As you read this, there are teens in Memphis being forced to engage in activities that are psychologically damaging and scientifically without basis. According to many who have endured conversion therapy, these teens are being subjected to "shaming sessions" that might be classified as torture were they carried out by American troops on enemy combatants. According to Smid and company, this is all God's work.
This is Love in Action.
Update: Memphis blogger EJ at Cherry Blossom Special reports that Love In Action/Refuge is holding a press conference today. The blogger speculates that it may be related to an "ongoing investigation into a report filed [yesterday] with the City of Memphis over allegations of child endangerment."
The New York Blade reports that Love in Action is supported by numerous Memphis churches, and notes that according to Zach’s blog, the earliest he will be released is June 20.
UK Gay News covers the story and asks: "Just how civilised are certain section of American society?
Pulp Faction has links to news video clips in a post entitled: Love in action or child abuse?
Mike Ditto has links to the press coverage, which include yet more alarming details about the inhumane tactics of the so-called Love in Action Camp, a.k.a. Camp Hetero Horror.
Memphis Commercial Appeal:
At a cost of $950 a month, Toscano, now 40, stayed in LIA's residential program for more than two years. The rules dictated he shave every day, and stay out of the forbidden zones: Midtown, Downtown and anywhere west of Highland. In group therapy, clients were instructed to share their sexual thoughts and homosexual experiences in clinical terms. (Smid says the group sharing of sexual experiences is no longer a part of the therapy.)
Toscano says he was in a "biblically induced coma, with a toxic mixture of fear and shame."

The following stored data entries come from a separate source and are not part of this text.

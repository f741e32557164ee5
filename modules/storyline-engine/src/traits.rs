//! Core traits for the dispatch engine.

use anyhow::Result;
use async_trait::async_trait;

use crate::routes::RoutedEvent;

/// Pure state updates. No I/O, no side effects.
///
/// Called for every routed event before its handler runs. Use for counters
/// and other state that can be derived from the event stream.
pub trait Reducer<T, S: Send>: Send + Sync {
    fn reduce(&self, state: &mut S, event: &RoutedEvent<'_, T>);
}

/// No state to fold.
impl<T> Reducer<T, ()> for () {
    fn reduce(&self, _state: &mut (), _event: &RoutedEvent<'_, T>) {}
}

/// Runs the handler for a routed event. May read and write the store.
///
/// Handlers of one wave run concurrently and see state read-only. Anything
/// they write re-enters the loop through the change feed, so a handler never
/// returns follow-up events itself.
#[async_trait]
pub trait Router<T: Sync, S: Sync, D: Sync>: Send + Sync {
    async fn route(&self, event: &RoutedEvent<'_, T>, state: &S, deps: &D) -> Result<()>;
}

"We had a mock funeral for a 19-year-old" also in the program, he says. "We actually laid him out on the table, so we could talk about what a shame he didn't live his life right."

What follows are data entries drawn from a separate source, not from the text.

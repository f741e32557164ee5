//! Typed path builders for every source and derived location.
//!
//! Each builder returns a [`TypedPath`] fixing the record stored there, so a
//! handler cannot write a `StoryEntry` where a `PlacePost` belongs. Trigger
//! patterns for the same locations live in [`patterns`].

use std::collections::BTreeMap;

use storyline_store::{StorePath, TypedPath};

use crate::types::{
    Comment, CommentId, ConversationKey, ConversationMeta, LocationSample, Message, MessageId,
    NearbyBucket, Notification, NotificationKey, PlaceId, PlaceInfo, PlacePost, PlaceRecord,
    PopularitySummary, Post, PostAggregate, PostId, PostStats, StoryEntry, UserId,
};

fn at<T>(segments: &[&dyn std::fmt::Display]) -> TypedPath<T> {
    TypedPath::new(StorePath::from_segments(
        segments.iter().map(|s| s.to_string()),
    ))
}

/// Watch patterns, one per trigger. Captures are named after the ids they bind.
pub mod patterns {
    pub const FOLLOW_EDGE: &str = "social/followers/{followed}/{follower}";
    pub const BLOCK_EDGE: &str = "social/blocked/{blocker}/{blocked}";
    pub const LOCATION: &str = "users/location/coordinates/{uid}";
    pub const PLACE_INFO: &str = "places/{place}/info";
    pub const POST_META: &str = "uploads/meta/{post}";
    pub const POST_VIEW: &str = "uploads/views/{post}/{uid}";
    pub const POST_LIKE: &str = "uploads/likes/{post}/{uid}";
    pub const POST_COMMENT: &str = "uploads/comments/{post}/{comment}";
    pub const STORY_AGGREGATE: &str = "stats/stories/{author}/posts/{post}";
    pub const PLACE_AGGREGATE: &str = "stats/places/{place}/posts/{post}";
    pub const NOTIFICATION: &str = "notifications/{recipient}/{key}";
    pub const CONVERSATION_META: &str = "conversations/{conversation}/meta";
    pub const CONVERSATION_MESSAGE: &str = "conversations/{conversation}/messages/{message}";
}

// --- Social graph ---

pub fn followers(followed: &UserId) -> TypedPath<BTreeMap<UserId, bool>> {
    at(&[&"social", &"followers", followed])
}

pub fn follower_edge(followed: &UserId, follower: &UserId) -> TypedPath<bool> {
    at(&[&"social", &"followers", followed, follower])
}

pub fn following(follower: &UserId) -> TypedPath<BTreeMap<UserId, bool>> {
    at(&[&"social", &"following", follower])
}

pub fn following_edge(follower: &UserId, followed: &UserId) -> TypedPath<bool> {
    at(&[&"social", &"following", follower, followed])
}

pub fn blocked(blocker: &UserId) -> TypedPath<BTreeMap<UserId, bool>> {
    at(&[&"social", &"blocked", blocker])
}

pub fn block_edge(blocker: &UserId, blocked: &UserId) -> TypedPath<bool> {
    at(&[&"social", &"blocked", blocker, blocked])
}

pub fn blocked_by(blocked: &UserId) -> TypedPath<BTreeMap<UserId, bool>> {
    at(&[&"social", &"blockedBy", blocked])
}

pub fn blocked_by_edge(blocked: &UserId, blocker: &UserId) -> TypedPath<bool> {
    at(&[&"social", &"blockedBy", blocked, blocker])
}

// --- Profile and settings ---

pub fn username(uid: &UserId) -> TypedPath<String> {
    at(&[&"users", &"profile", uid, &"username"])
}

pub fn follower_count(uid: &UserId) -> TypedPath<u64> {
    at(&[&"users", &"profile", uid, &"followers"])
}

pub fn following_count(uid: &UserId) -> TypedPath<u64> {
    at(&[&"users", &"profile", uid, &"following"])
}

pub fn username_lookup(name: &str) -> TypedPath<UserId> {
    at(&[&"users", &"lookup", &"username", &name])
}

pub fn device_token(uid: &UserId) -> TypedPath<String> {
    at(&[&"users", &"tokens", uid])
}

pub fn notifications_enabled(uid: &UserId) -> TypedPath<bool> {
    at(&[&"users", &"settings", uid, &"notifications"])
}

// --- Stories and feeds ---

pub fn story(author: &UserId) -> TypedPath<BTreeMap<PostId, StoryEntry>> {
    at(&[&"users", &"story", author])
}

pub fn story_entry(author: &UserId, post: &PostId) -> TypedPath<StoryEntry> {
    at(&[&"users", &"story", author, post])
}

pub fn following_feed(follower: &UserId, author: &UserId) -> TypedPath<BTreeMap<PostId, StoryEntry>> {
    at(&[&"users", &"feed", &"following", follower, author])
}

pub fn following_feed_entry(follower: &UserId, author: &UserId, post: &PostId) -> TypedPath<StoryEntry> {
    at(&[&"users", &"feed", &"following", follower, author, post])
}

pub fn nearby_feed(uid: &UserId) -> TypedPath<BTreeMap<PlaceId, NearbyBucket>> {
    at(&[&"users", &"feed", &"nearby", uid])
}

pub fn nearby_bucket(uid: &UserId, place: &PlaceId) -> TypedPath<NearbyBucket> {
    at(&[&"users", &"feed", &"nearby", uid, place])
}

pub fn nearby_bucket_distance(uid: &UserId, place: &PlaceId) -> TypedPath<f64> {
    at(&[&"users", &"feed", &"nearby", uid, place, &"distance"])
}

pub fn nearby_feed_post(uid: &UserId, place: &PlaceId, post: &PostId) -> TypedPath<PlacePost> {
    at(&[&"users", &"feed", &"nearby", uid, place, &"posts", post])
}

// --- Places and proximity ---

pub fn places() -> TypedPath<BTreeMap<PlaceId, PlaceRecord>> {
    at(&[&"places"])
}

pub fn place_info(place: &PlaceId) -> TypedPath<PlaceInfo> {
    at(&[&"places", place, &"info"])
}

pub fn place_posts(place: &PlaceId) -> TypedPath<BTreeMap<PostId, PlacePost>> {
    at(&[&"places", place, &"posts"])
}

pub fn place_post(place: &PlaceId, post: &PostId) -> TypedPath<PlacePost> {
    at(&[&"places", place, &"posts", post])
}

pub fn all_coordinates() -> TypedPath<BTreeMap<UserId, LocationSample>> {
    at(&[&"users", &"location", &"coordinates"])
}

pub fn coordinates(uid: &UserId) -> TypedPath<LocationSample> {
    at(&[&"users", &"location", &"coordinates", uid])
}

/// Forward proximity index: places near a user, with distance in km.
pub fn nearby_places(uid: &UserId) -> TypedPath<BTreeMap<PlaceId, f64>> {
    at(&[&"users", &"location", &"nearby", uid])
}

pub fn nearby_place(uid: &UserId, place: &PlaceId) -> TypedPath<f64> {
    at(&[&"users", &"location", &"nearby", uid, place])
}

/// Reverse proximity index: users near a place.
pub fn place_audience(place: &PlaceId) -> TypedPath<BTreeMap<UserId, f64>> {
    at(&[&"lookups", &"userplace", place])
}

pub fn place_audience_entry(place: &PlaceId, uid: &UserId) -> TypedPath<f64> {
    at(&[&"lookups", &"userplace", place, uid])
}

pub fn nearby_people(uid: &UserId) -> TypedPath<BTreeMap<UserId, f64>> {
    at(&[&"users", &"nearby", &"people", uid])
}

pub fn nearby_person(uid: &UserId, other: &UserId) -> TypedPath<f64> {
    at(&[&"users", &"nearby", &"people", uid, other])
}

// --- Uploads ---

pub fn post_meta(post: &PostId) -> TypedPath<Post> {
    at(&[&"uploads", &"meta", post])
}

pub fn views(post: &PostId) -> TypedPath<BTreeMap<UserId, i64>> {
    at(&[&"uploads", &"views", post])
}

pub fn view(post: &PostId, uid: &UserId) -> TypedPath<i64> {
    at(&[&"uploads", &"views", post, uid])
}

pub fn likes(post: &PostId) -> TypedPath<BTreeMap<UserId, i64>> {
    at(&[&"uploads", &"likes", post])
}

pub fn like(post: &PostId, uid: &UserId) -> TypedPath<i64> {
    at(&[&"uploads", &"likes", post, uid])
}

pub fn comments(post: &PostId) -> TypedPath<BTreeMap<CommentId, Comment>> {
    at(&[&"uploads", &"comments", post])
}

pub fn comment(post: &PostId, comment: &CommentId) -> TypedPath<Comment> {
    at(&[&"uploads", &"comments", post, comment])
}

pub fn subscribers(post: &PostId) -> TypedPath<BTreeMap<UserId, bool>> {
    at(&[&"uploads", &"subscribers", post])
}

pub fn subscriber(post: &PostId, uid: &UserId) -> TypedPath<bool> {
    at(&[&"uploads", &"subscribers", post, uid])
}

pub fn post_stats(post: &PostId) -> TypedPath<PostStats> {
    at(&[&"uploads", &"stats", post])
}

/// Index of notifications a post produced, by recipient.
pub fn post_notifications(
    post: &PostId,
) -> TypedPath<BTreeMap<UserId, BTreeMap<NotificationKey, bool>>> {
    at(&[&"uploads", &"notifications", post])
}

pub fn post_notification(post: &PostId, recipient: &UserId, key: &NotificationKey) -> TypedPath<bool> {
    at(&[&"uploads", &"notifications", post, recipient, key])
}

// --- Popularity statistics ---

pub fn story_aggregates(author: &UserId) -> TypedPath<BTreeMap<PostId, PostAggregate>> {
    at(&[&"stats", &"stories", author, &"posts"])
}

pub fn story_aggregate(author: &UserId, post: &PostId) -> TypedPath<PostAggregate> {
    at(&[&"stats", &"stories", author, &"posts", post])
}

pub fn story_summary(author: &UserId) -> TypedPath<PopularitySummary> {
    at(&[&"stats", &"stories", author, &"summary"])
}

pub fn place_aggregates(place: &PlaceId) -> TypedPath<BTreeMap<PostId, PostAggregate>> {
    at(&[&"stats", &"places", place, &"posts"])
}

pub fn place_aggregate(place: &PlaceId, post: &PostId) -> TypedPath<PostAggregate> {
    at(&[&"stats", &"places", place, &"posts", post])
}

pub fn place_summary(place: &PlaceId) -> TypedPath<PopularitySummary> {
    at(&[&"stats", &"places", place, &"summary"])
}

// --- Notifications ---

pub fn notification(recipient: &UserId, key: &NotificationKey) -> TypedPath<Notification> {
    at(&[&"notifications", recipient, key])
}

pub fn notifications(recipient: &UserId) -> TypedPath<BTreeMap<NotificationKey, Notification>> {
    at(&[&"notifications", recipient])
}

/// `false` until the recipient has seen the notification.
pub fn seen_flag(recipient: &UserId, key: &NotificationKey) -> TypedPath<bool> {
    at(&[&"users", &"notifications", recipient, key])
}

// --- Conversations ---

pub fn conversation_meta(key: &ConversationKey) -> TypedPath<ConversationMeta> {
    at(&[&"conversations", key, &"meta"])
}

pub fn conversation_message(key: &ConversationKey, message: &MessageId) -> TypedPath<Message> {
    at(&[&"conversations", key, &"messages", message])
}

pub fn conversation_last_seen(key: &ConversationKey, uid: &UserId) -> TypedPath<i64> {
    at(&[&"conversations", key, &"meta", uid])
}

pub fn conversation_latest(key: &ConversationKey) -> TypedPath<i64> {
    at(&[&"conversations", key, &"meta", &"latest"])
}

pub fn conversation_text(key: &ConversationKey) -> TypedPath<String> {
    at(&[&"conversations", key, &"meta", &"text"])
}

pub fn mirror_seen(uid: &UserId, peer: &UserId) -> TypedPath<bool> {
    at(&[&"users", &"conversations", uid, peer, &"seen"])
}

pub fn mirror_latest(uid: &UserId, peer: &UserId) -> TypedPath<i64> {
    at(&[&"users", &"conversations", uid, peer, &"latest"])
}

pub fn mirror_text(uid: &UserId, peer: &UserId) -> TypedPath<String> {
    at(&[&"users", &"conversations", uid, peer, &"text"])
}

pub fn mirror_blocked(uid: &UserId, peer: &UserId) -> TypedPath<bool> {
    at(&[&"users", &"conversations", uid, peer, &"blocked"])
}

While he was at LIA, a fellow client tried to kill himself.
It took Toscano, now a Quaker, 17 years of submitting to the ex-gay movement to realize that "there's nothing that can be done ... and nothing need be done" about his sexual identity.
"The big shift came when I stopped looking outward for direction and started looking inward," said Toscano, who has made a career, literally, about the years he spent trying to be straight. His time at LIA became a one-man play, "Doing Time in the Ho Mo No Mo Halfway House," which he performed at a Memphis church in 2003. "Fish Can't Fly," a film that includes his LIA experience, debuted at a gay/lesbian film festival in New York City Sunday.